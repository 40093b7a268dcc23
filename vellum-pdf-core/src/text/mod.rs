mod encoding;
mod metrics;

pub use encoding::encode_win_ansi;
pub use metrics::{StandardFontMetrics, TextMeasurer, TextSize};

use bitflags::bitflags;
use std::hash::{Hash, Hasher};

bitflags! {
    /// Style flags for a font request.
    #[derive(Debug, Clone, Copy, PartialEq, Eq, Hash, Default)]
    pub struct FontStyle: u8 {
        const BOLD = 1;
        const ITALIC = 1 << 1;
    }
}

impl FontStyle {
    /// No style flags set.
    pub const REGULAR: FontStyle = FontStyle::empty();
}

/// A font request: family name, point size, and style flags.
///
/// Drawing calls carrying value-equal specs on the same page share one font
/// resource entry, so `FontSpec` doubles as the dedup key. Equality and
/// hashing treat the size by its bit pattern, which is exact for the values
/// callers actually pass.
#[derive(Debug, Clone)]
pub struct FontSpec {
    /// Font family, e.g. "Helvetica", "Times", "Courier"
    pub family: String,
    /// Point size
    pub size: f64,
    /// Style flags
    pub style: FontStyle,
}

impl FontSpec {
    /// A regular-style font of the given family and size.
    pub fn new(family: impl Into<String>, size: f64) -> Self {
        Self {
            family: family.into(),
            size,
            style: FontStyle::REGULAR,
        }
    }

    /// A font with explicit style flags.
    pub fn with_style(family: impl Into<String>, size: f64, style: FontStyle) -> Self {
        Self {
            family: family.into(),
            size,
            style,
        }
    }

    /// Resolve this spec to a base-14 PostScript font name.
    pub fn base_font(&self) -> &'static str {
        base_font_name(&self.family, self.style)
    }

    /// Whether the resolved font is symbolic (no text encoding applies).
    pub fn is_symbolic(&self) -> bool {
        matches!(self.base_font(), "Symbol" | "ZapfDingbats")
    }
}

impl PartialEq for FontSpec {
    fn eq(&self, other: &Self) -> bool {
        self.family == other.family
            && self.style == other.style
            && self.size.to_bits() == other.size.to_bits()
    }
}

impl Eq for FontSpec {}

impl Hash for FontSpec {
    fn hash<H: Hasher>(&self, state: &mut H) {
        self.family.hash(state);
        self.style.hash(state);
        self.size.to_bits().hash(state);
    }
}

/// Map a family name and style flags to a base-14 PostScript font name.
///
/// Resolution is total: families outside the standard set substitute
/// Helvetica, so a reader can always select something. Symbolic families
/// ignore style flags because no styled variants exist for them.
pub fn base_font_name(family: &str, style: FontStyle) -> &'static str {
    let bold = style.contains(FontStyle::BOLD);
    let italic = style.contains(FontStyle::ITALIC);

    match normalize_family(family) {
        Family::Helvetica => match (bold, italic) {
            (false, false) => "Helvetica",
            (true, false) => "Helvetica-Bold",
            (false, true) => "Helvetica-Oblique",
            (true, true) => "Helvetica-BoldOblique",
        },
        Family::Times => match (bold, italic) {
            (false, false) => "Times-Roman",
            (true, false) => "Times-Bold",
            (false, true) => "Times-Italic",
            (true, true) => "Times-BoldItalic",
        },
        Family::Courier => match (bold, italic) {
            (false, false) => "Courier",
            (true, false) => "Courier-Bold",
            (false, true) => "Courier-Oblique",
            (true, true) => "Courier-BoldOblique",
        },
        Family::Symbol => "Symbol",
        Family::ZapfDingbats => "ZapfDingbats",
    }
}

enum Family {
    Helvetica,
    Times,
    Courier,
    Symbol,
    ZapfDingbats,
}

fn normalize_family(family: &str) -> Family {
    // Common aliases from the Windows/CSS world map onto the metric-compatible
    // standard family.
    match family.to_ascii_lowercase().as_str() {
        "helvetica" | "arial" | "sans-serif" => Family::Helvetica,
        "times" | "times-roman" | "times new roman" | "serif" => Family::Times,
        "courier" | "courier new" | "monospace" => Family::Courier,
        "symbol" => Family::Symbol,
        "zapfdingbats" | "zapf dingbats" => Family::ZapfDingbats,
        _ => Family::Helvetica,
    }
}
^^^^
**ASSIGNMENT**
Your task is to gather all lines from the entries above that hold the word "const".

**RESPONSE TO THIS TASK**
        const BOLD = 1;
        const ITALIC = 1 << 1;
    pub const REGULAR: FontStyle = FontStyle::empty();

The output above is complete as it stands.